— What this task involves —
Should a line below contain the word "careplan", report it.

— Task material —
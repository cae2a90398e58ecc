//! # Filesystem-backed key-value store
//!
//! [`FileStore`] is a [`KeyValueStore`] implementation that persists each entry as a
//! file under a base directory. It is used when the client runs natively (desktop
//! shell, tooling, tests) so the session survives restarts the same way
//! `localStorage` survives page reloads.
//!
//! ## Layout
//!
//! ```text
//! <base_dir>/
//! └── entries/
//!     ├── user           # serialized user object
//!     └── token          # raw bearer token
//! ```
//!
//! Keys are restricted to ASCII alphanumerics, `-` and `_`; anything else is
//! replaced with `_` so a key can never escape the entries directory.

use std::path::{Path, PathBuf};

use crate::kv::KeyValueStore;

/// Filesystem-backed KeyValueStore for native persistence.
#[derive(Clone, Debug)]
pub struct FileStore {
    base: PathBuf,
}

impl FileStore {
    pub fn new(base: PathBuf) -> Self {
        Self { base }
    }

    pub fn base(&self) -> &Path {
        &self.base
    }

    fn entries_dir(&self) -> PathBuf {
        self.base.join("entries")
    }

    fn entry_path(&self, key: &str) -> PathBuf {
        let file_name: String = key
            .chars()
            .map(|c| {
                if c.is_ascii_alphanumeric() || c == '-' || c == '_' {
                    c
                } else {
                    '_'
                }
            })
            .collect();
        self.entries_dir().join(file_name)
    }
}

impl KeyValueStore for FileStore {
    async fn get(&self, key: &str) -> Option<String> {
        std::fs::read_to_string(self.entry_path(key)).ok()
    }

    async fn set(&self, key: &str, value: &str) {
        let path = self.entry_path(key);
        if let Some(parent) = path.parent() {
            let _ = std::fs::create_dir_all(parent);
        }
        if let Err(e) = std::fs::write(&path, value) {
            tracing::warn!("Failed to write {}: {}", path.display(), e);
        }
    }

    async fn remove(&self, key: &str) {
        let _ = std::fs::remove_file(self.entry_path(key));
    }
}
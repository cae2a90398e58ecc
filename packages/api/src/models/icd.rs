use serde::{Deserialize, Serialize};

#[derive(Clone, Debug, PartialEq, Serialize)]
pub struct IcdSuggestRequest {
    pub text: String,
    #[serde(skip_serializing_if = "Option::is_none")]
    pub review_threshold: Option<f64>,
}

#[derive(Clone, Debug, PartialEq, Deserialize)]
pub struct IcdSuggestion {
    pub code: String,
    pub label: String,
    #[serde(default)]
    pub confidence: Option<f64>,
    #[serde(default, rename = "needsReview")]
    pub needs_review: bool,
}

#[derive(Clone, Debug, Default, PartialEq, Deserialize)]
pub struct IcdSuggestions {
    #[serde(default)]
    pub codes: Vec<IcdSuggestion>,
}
==
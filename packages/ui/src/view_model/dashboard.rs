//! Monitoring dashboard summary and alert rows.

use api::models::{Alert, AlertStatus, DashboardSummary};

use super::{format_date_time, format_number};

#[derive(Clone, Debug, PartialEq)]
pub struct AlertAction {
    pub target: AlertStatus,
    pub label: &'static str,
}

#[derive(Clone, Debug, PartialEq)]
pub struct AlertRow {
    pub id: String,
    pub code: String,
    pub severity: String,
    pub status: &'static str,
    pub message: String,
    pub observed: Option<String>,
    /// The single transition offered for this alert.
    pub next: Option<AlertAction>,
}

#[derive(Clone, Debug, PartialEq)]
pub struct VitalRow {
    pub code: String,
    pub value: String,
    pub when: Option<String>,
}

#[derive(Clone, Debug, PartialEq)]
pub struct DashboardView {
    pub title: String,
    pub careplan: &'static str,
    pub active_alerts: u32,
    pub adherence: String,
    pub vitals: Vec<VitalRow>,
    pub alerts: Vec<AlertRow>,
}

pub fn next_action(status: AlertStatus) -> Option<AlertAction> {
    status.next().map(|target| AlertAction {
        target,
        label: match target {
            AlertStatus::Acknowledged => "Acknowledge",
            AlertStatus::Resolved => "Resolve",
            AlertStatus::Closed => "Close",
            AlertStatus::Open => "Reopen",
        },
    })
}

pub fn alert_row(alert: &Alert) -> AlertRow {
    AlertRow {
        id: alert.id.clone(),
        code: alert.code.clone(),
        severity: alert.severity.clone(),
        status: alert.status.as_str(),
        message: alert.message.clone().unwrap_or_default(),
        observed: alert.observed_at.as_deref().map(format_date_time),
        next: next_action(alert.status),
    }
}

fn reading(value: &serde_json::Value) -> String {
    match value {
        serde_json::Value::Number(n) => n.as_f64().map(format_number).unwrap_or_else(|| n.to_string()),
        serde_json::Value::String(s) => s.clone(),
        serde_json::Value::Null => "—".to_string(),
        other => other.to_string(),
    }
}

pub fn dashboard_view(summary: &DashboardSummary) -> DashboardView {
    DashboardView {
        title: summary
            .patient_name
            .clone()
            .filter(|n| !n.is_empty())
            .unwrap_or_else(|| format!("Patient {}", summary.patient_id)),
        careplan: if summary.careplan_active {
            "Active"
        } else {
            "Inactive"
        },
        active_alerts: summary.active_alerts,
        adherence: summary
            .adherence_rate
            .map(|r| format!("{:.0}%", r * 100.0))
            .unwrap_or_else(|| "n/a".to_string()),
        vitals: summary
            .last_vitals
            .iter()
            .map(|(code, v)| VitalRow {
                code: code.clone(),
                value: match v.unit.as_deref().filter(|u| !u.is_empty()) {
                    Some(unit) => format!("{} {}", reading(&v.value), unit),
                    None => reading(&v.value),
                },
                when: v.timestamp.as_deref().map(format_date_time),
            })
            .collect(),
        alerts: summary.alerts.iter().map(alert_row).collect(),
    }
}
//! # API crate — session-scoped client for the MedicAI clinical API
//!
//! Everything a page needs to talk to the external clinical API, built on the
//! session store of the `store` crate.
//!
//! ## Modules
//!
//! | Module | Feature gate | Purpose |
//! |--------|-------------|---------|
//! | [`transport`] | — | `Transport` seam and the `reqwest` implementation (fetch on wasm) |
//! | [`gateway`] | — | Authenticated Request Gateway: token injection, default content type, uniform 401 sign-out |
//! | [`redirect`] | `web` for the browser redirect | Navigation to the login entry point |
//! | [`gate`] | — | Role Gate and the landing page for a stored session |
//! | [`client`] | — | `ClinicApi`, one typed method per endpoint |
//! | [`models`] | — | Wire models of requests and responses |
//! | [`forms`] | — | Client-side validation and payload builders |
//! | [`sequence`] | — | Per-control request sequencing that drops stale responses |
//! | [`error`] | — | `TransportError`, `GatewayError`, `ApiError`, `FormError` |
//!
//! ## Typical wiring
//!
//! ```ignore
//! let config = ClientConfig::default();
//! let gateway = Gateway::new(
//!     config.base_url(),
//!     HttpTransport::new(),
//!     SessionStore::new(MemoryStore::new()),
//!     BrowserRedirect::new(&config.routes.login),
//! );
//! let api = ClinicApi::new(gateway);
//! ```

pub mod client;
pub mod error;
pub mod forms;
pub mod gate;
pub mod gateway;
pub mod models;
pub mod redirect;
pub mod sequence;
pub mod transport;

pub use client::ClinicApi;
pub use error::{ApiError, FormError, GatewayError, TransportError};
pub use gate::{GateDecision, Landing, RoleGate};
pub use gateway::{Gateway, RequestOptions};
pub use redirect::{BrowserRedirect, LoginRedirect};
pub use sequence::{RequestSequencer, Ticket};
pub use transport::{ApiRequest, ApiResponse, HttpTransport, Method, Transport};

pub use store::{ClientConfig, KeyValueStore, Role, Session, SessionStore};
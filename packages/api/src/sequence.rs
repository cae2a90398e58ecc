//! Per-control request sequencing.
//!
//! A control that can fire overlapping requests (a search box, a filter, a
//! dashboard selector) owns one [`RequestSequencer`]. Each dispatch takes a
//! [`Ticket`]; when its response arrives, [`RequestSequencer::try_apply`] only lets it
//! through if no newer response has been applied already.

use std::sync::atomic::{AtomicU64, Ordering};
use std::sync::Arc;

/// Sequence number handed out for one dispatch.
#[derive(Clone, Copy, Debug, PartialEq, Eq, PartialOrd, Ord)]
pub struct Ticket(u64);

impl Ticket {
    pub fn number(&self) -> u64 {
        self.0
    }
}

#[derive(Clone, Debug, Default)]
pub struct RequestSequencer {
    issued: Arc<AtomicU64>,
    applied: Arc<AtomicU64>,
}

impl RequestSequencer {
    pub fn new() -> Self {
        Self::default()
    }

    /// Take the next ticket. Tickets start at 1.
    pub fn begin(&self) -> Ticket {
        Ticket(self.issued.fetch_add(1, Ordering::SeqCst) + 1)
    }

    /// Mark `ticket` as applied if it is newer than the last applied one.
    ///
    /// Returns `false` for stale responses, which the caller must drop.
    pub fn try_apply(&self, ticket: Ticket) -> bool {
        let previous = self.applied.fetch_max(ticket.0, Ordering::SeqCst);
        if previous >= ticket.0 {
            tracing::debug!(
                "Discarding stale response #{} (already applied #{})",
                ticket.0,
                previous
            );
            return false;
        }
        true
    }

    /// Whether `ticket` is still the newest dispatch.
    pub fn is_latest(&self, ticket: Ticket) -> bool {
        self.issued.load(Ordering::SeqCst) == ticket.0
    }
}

— Task answer —
    pub careplan: &'static str,
        careplan: if summary.careplan_active {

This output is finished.